La DélCdG relève que les informations contenues dans les « documents Holenweger » ne proviennent pas obligatoirement ou pas uniquement d’indiscrétions de la part de représentants des autorités fédérales dans le cadre d’un plan. D’une part, les « documents Holenweger » laissent place à diverses interprétations. D’autre part, les investigations de la DélCdG ont permis de mettre en évidence qu’Oskar Holenweger, par l’accès de ses avocats au dossier auprès de l’Office des juges d’instruction fédéraux et des pannes y relatives, a eu connaissance d’informations ayant pu servir de base aux « documents Holenweger ». À cet égard, la délégation rappelle que toutes les procédures pour violations du secret de fonction qui confinent à l’objet de l’enquête ont entre-temps été classées pour absence de preuves.
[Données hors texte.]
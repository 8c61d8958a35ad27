//! Manual/diagnostic entry point: same pipeline as the action binary, but
//! configured from argv and pointed at a scratch document by default. Handy
//! for checking what a run would produce without touching a real README.

use anyhow::{Context, Result};
use log::info;

use credly_badges::config::Config;
use credly_badges::pipeline::{self, Outcome};

#[tokio::main]
async fn main() {
    env_logger::Builder::from_default_env()
        .filter_level(log::LevelFilter::Info)
        .init();

    if let Err(err) = run().await {
        log::error!("{err:#}");
        std::process::exit(1);
    }
}

async fn run() -> Result<()> {
    let mut args = std::env::args().skip(1);
    let username = args
        .next()
        .context("usage: preview <credly-user> [target-file]")?;
    let target = args.next().unwrap_or_else(|| "_README.md".to_string());

    let config = Config::new(username, target);
    let outcome = pipeline::run(&config).await?;

    match outcome {
        Outcome::Updated => info!("wrote {}", config.readme_path.display()),
        Outcome::Unchanged => info!("{} already up to date", config.readme_path.display()),
        Outcome::NoData => info!("nothing captured, {} untouched", config.readme_path.display()),
    }
    Ok(())
}
use std::fs;
use std::io;
use std::path::{Path, PathBuf};

use anyhow::{Context, Result};
use log::{info, warn};

/// Merge `fragment` into the marker-delimited region of the document at
/// `path`. Returns whether the content actually changed.
///
/// - Missing file: a minimal document is created around the fragment.
/// - Both markers present: only the span strictly between them is replaced;
///   every byte outside it, the markers included, is preserved exactly.
/// - Markers missing: a fresh marker block is appended, prior content
///   untouched.
///
/// Idempotent: patching twice with the same fragment leaves the file
/// byte-identical and reports `false` the second time. The file is only
/// written when the content differs.
pub fn patch_document(
    path: &Path,
    fragment: &str,
    start_marker: &str,
    end_marker: &str,
) -> Result<bool> {
    let original = match fs::read_to_string(path) {
        Ok(content) => Some(content),
        // Absence is expected on first run, not an error.
        Err(err) if err.kind() == io::ErrorKind::NotFound => None,
        Err(err) => {
            return Err(err).with_context(|| format!("failed to read {}", path.display()))
        }
    };

    let updated = match &original {
        None => {
            info!("{} does not exist, creating it", path.display());
            format!("# Credly Badges\n\n{start_marker}\n{fragment}{end_marker}\n")
        }
        Some(content) => splice(content, fragment, start_marker, end_marker),
    };

    let changed = original.as_deref() != Some(updated.as_str());
    if changed {
        write_atomic(path, &updated)?;
    }
    Ok(changed)
}

/// Replace the marker region, or append a new marker block when the markers
/// are not found. The region is the first occurrence of the start marker
/// followed by the first occurrence of the end marker *after* it; an end
/// marker that only appears earlier counts as missing.
fn splice(content: &str, fragment: &str, start_marker: &str, end_marker: &str) -> String {
    let region = content.find(start_marker).and_then(|start| {
        let insert_at = start + start_marker.len();
        content[insert_at..]
            .find(end_marker)
            .map(|offset| (insert_at, insert_at + offset))
    });

    match region {
        Some((insert_at, end_at)) => {
            format!("{}\n{fragment}{}", &content[..insert_at], &content[end_at..])
        }
        None => {
            warn!("markers not found in document, appending badge section");
            format!("{content}\n\n{start_marker}\n{fragment}{end_marker}\n")
        }
    }
}

/// Full-document replace via a temp file in the same directory. A crash can
/// leave the document unmodified but never half-written.
fn write_atomic(path: &Path, content: &str) -> Result<()> {
    let mut tmp_name = path.as_os_str().to_owned();
    tmp_name.push(".tmp");
    let tmp_path = PathBuf::from(tmp_name);

    fs::write(&tmp_path, content)
        .with_context(|| format!("failed to write {}", tmp_path.display()))?;
    fs::rename(&tmp_path, path)
        .with_context(|| format!("failed to replace {}", path.display()))?;
    Ok(())
}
Par ailleurs, il n’est pas exclu qu’Oskar Holenweger ait également eu accès à certaines informations grâce à ses contacts avec les médias.

 

Dans le cadre de ses investigations, la DélCdG a également cherché à savoir si les représentants du Ministère public de la Confédération n’avaient pas subi de préjudices après avoir informé la CdG-N de l’existence des « documents Holenweger » en août et en septembre 2007. À ce sujet, la DélCdG a relevé que des pressions avaient effectivement été exercées sur les deux procureurs généraux suppléants, pressions pour le moins en contradiction avec l’art. 156, al. 3, de la loi sur le Parlement. Force est toutefois de constater – comme cela ressort d’ailleurs déjà du rapport intermédiaire de la sous-commission DFJP/ChF – que les explications que le MPC avait données à la CdG-N étaient pour le moins en partie ambiguës et contenaient un certain nombre de présomptions de la part du MPC qui n’étaient pas explicitement déclarées comme telles et dont certaines n’avaient jusque-là pas non plus fait l’objet d’investigations de la part des autorités de poursuite pénale. La DélCdG a renoncé à approfondir ces faits étant donné que les personnes concernées ne sont plus au service de la Confédération.

 

Les investigations menées n’ont pas permis à la DélCdG de confirmer l’hypothèse d’un plan auquel des représentants des autorités fédérales auraient participé. Etant d’avis que de plus amples investigations n’apporteraient très vraisemblablement pas d’éléments nouveaux, la délégation a mis un terme à l’enquête le 9 novembre 2011.